El golpe de Estado que destituyó y expulsó al presidente hondureño Manuel Zelaya el pasado 28 de junio es, por sobre cualquier otra consideración, un golpe al proceso democrático. Pero en este caso, a diferencia de lo ocurrido en décadas pasadas, asistimos a una nueva modalidad adoptada por el establishment para "desplazar" a quienes han sido elegidos legítimamente por el voto popular.

Los poderes fácticos, en contra del giro político-ideológico operado por Zelaya en el último tiempo y su adhesión a la ALBA (Alternativa Bolivariana para las Américas), han logrado conformar una alianza entre los sectores políticos y socialmente relevantes de Honduras: el Congreso, la Corte Suprema, los principales medios de comunicación, las Fuerzas Armadas y la Iglesia. Una alianza para nada desdeñable, en términos de "poder de veto".

Lo que es importante advertir, en el marco de dicha configuración política-institucional, es que el "punch" contra el presidente Zelaya, se realizó bajo un falso manto de legalidad.

Utilizando como excusa la supuesta ilegalidad de la decisión de Manuel Zelaya de convocar a una consulta popular acerca de la necesidad de incluir en las elecciones presidenciales de noviembre próximo una cuarta urna en la cual se le preguntase a la población si estaba a favor o en contra de una reforma constitucional, la Corte Suprema ordenó a los militares remover de su cargo a un presidente elegido democráticamente.

Paralelamente, el Congreso avaló abiertamente la trasgresión del orden institucional aprobando la designación de Roberto Michelleti como nuevo presidente. A ello se sumó la negativa del Jefe del Estado Mayor Conjunto de cumplir la orden del propio Zelaya de encargarse de la logística de la consulta, con el argumento de que las Fuerzas Armadas no cumplirían con una tarea que la Justicia había declarado ilegal. Llamativamente, el general Romeo Vásquez Velásquez fue reconocido por ese mismo cuerpo legislativo por haber desobedecido a Zelaya, y declarado públicamente héroe nacional.
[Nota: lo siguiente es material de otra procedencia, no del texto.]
use std::collections::HashMap;

use serde::{Deserialize, Serialize};
use thiserror::Error;

use crate::core::group::DuplicateGroup;
use crate::core::record::{Record, RecordStatus};

#[derive(Debug, Error)]
pub enum ResolveError {
    #[error("record '{id}' is not a member of group {group_id}")]
    InvalidSelection { id: String, group_id: String },
}

/// Deterministic rule for choosing which member of a duplicate group to
/// retain. Applying a strategy never mutates anything; issuing the actual
/// deletions is the caller's responsibility.
#[derive(Debug, Clone, PartialEq, Eq, Serialize, Deserialize)]
#[serde(rename_all = "snake_case")]
pub enum ResolveStrategy {
    /// Retain the first member in input order.
    KeepFirst,
    /// Retain the most recently created member.
    KeepNewest,
    /// Retain the member whose status ranks best under a priority table,
    /// ties broken by oldest creation time.
    KeepHighestPriorityStatus,
    /// Dismiss the group as a false positive; nothing is deleted.
    KeepAll,
    /// Retain exactly the named member.
    Manual { keep_id: String },
}

/// Ranking used by `KeepHighestPriorityStatus`; lower rank wins. The
/// default order is a business policy, so callers can override it.
#[derive(Debug, Clone, Serialize, Deserialize)]
pub struct StatusPriority(HashMap<RecordStatus, u8>);

impl Default for StatusPriority {
    fn default() -> Self {
        Self::with_order(&[
            RecordStatus::Sold,
            RecordStatus::Returned,
            RecordStatus::Withdrawn,
            RecordStatus::Passed,
            RecordStatus::Active,
            RecordStatus::Draft,
        ])
    }
}

impl StatusPriority {
    /// Build a table from best to worst. Statuses left out rank below
    /// everything listed.
    pub fn with_order(order: &[RecordStatus]) -> Self {
        Self(
            order
                .iter()
                .enumerate()
                .map(|(rank, &status)| (status, rank as u8))
                .collect(),
        )
    }

    pub fn rank(&self, status: RecordStatus) -> u8 {
        self.0.get(&status).copied().unwrap_or(u8::MAX)
    }
}

#[derive(Debug, Clone, Serialize, Deserialize)]
pub struct Resolution {
    pub keep: Vec<Record>,
    pub delete: Vec<Record>,
}

/// Split a duplicate group into records to retain and records to delete.
///
/// For every strategy except `KeepAll` exactly one member is kept and
/// `keep.len() + delete.len() == members.len()`.
pub fn resolve(
    group: &DuplicateGroup,
    strategy: &ResolveStrategy,
    priority: &StatusPriority,
) -> Result<Resolution, ResolveError> {
    let members = &group.members;

    let keeper_index = match strategy {
        ResolveStrategy::KeepAll => {
            return Ok(Resolution {
                keep: members.clone(),
                delete: Vec::new(),
            });
        }
        ResolveStrategy::KeepFirst => 0,
        ResolveStrategy::KeepNewest => {
            let mut best = 0;
            for (index, member) in members.iter().enumerate().skip(1) {
                if member.created_at > members[best].created_at {
                    best = index;
                }
            }
            best
        }
        ResolveStrategy::KeepHighestPriorityStatus => {
            let mut best = 0;
            for (index, member) in members.iter().enumerate().skip(1) {
                let candidate = (priority.rank(member.status), member.created_at);
                let current = (priority.rank(members[best].status), members[best].created_at);
                if candidate < current {
                    best = index;
                }
            }
            best
        }
        ResolveStrategy::Manual { keep_id } => members
            .iter()
            .position(|member| member.id == *keep_id)
            .ok_or_else(|| ResolveError::InvalidSelection {
                id: keep_id.clone(),
                group_id: group.id.clone(),
            })?,
    };

    let mut keep = Vec::with_capacity(1);
    let mut delete = Vec::with_capacity(members.len().saturating_sub(1));
    for (index, member) in members.iter().enumerate() {
        if index == keeper_index {
            keep.push(member.clone());
        } else {
            delete.push(member.clone());
        }
    }

    Ok(Resolution { keep, delete })
}
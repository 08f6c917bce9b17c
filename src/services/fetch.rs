use std::time::Duration;

use thiserror::Error;

#[derive(Debug, Error)]
pub enum FetchError {
    #[error("IO error: {0}")]
    Io(#[from] std::io::Error),

    #[error("HTTP error: {0}")]
    Http(#[from] reqwest::Error),

    #[error("HTTP status {status} for {reference}")]
    Status { reference: String, status: u16 },

    #[error("Fetch timed out after {0:?}")]
    Timeout(Duration),
}

/// Resolves image references to raw bytes. References with an http(s)
/// scheme go over the wire; anything else is read as a filesystem path.
/// Every fetch is a read-only, idempotent operation with no caching.
pub struct ImageFetcher {
    client: reqwest::Client,
    timeout: Duration,
}

impl ImageFetcher {
    pub fn new() -> Self {
        Self::with_timeout(Duration::from_secs(10))
    }

    /// A fetch that exceeds `timeout` fails with a recoverable error
    /// instead of stalling the whole scan.
    pub fn with_timeout(timeout: Duration) -> Self {
        Self {
            client: reqwest::Client::new(),
            timeout,
        }
    }

    pub async fn fetch(&self, reference: &str) -> Result<Vec<u8>, FetchError> {
        tokio::time::timeout(self.timeout, self.fetch_inner(reference))
            .await
            .map_err(|_| FetchError::Timeout(self.timeout))?
    }

    async fn fetch_inner(&self, reference: &str) -> Result<Vec<u8>, FetchError> {
        if reference.starts_with("http://") || reference.starts_with("https://") {
            let response = self.client.get(reference).send().await?;
            if !response.status().is_success() {
                return Err(FetchError::Status {
                    reference: reference.to_string(),
                    status: response.status().as_u16(),
                });
            }
            Ok(response.bytes().await?.to_vec())
        } else {
            Ok(tokio::fs::read(reference).await?)
        }
    }
}

impl Default for ImageFetcher {
    fn default() -> Self {
        Self::new()
    }
}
Esta decisión de la Corte Suprema, convalidada posteriormente por el Congreso, resulta improcedente para cualquier sistema democrático. Existen mecanismos institucionales suficientes dentro de la democracia para controlar, auditar y juzgar el accionar del Poder Ejecutivo, incluso a través de un juicio político, sin que ello implique la ruptura por la fuerza del Estado de derecho. Detrás de la argucia implementada por los poderes Legislativo y Judicial, se esconde un flagrante atropello a la voluntad popular y a la democracia en su conjunto. Vale la pena resaltar que ninguno de los actores involucrados en la destitución de Zelaya habló de "golpe". ¿Por qué hablar de golpe -arguyen- cuando siguen existiendo los tres poderes del Estado, cuándo no se ha roto el órden constitucional y cuándo no son los militares quienes están al frente de las instituciones estatales?

Afortunadamente, la comunidad internacional -incluido el propio presidente Obama- condenó en forma unánime la destitución y expulsión de Zelaya. El repudio también fue aclamado en la Argentina desde todos los sectores. Sin embargo, no podemos perder de vista, y dejar de estar atentos a los aggiornados modos de los poderes fácticos para desafiar a las instituciones democráticas cuando éstas se transforman en un estorbo para sus intereses. Instituciones que -no está demás recordar- tanto nos ha costado construir a todos los pueblos latinoamericanos.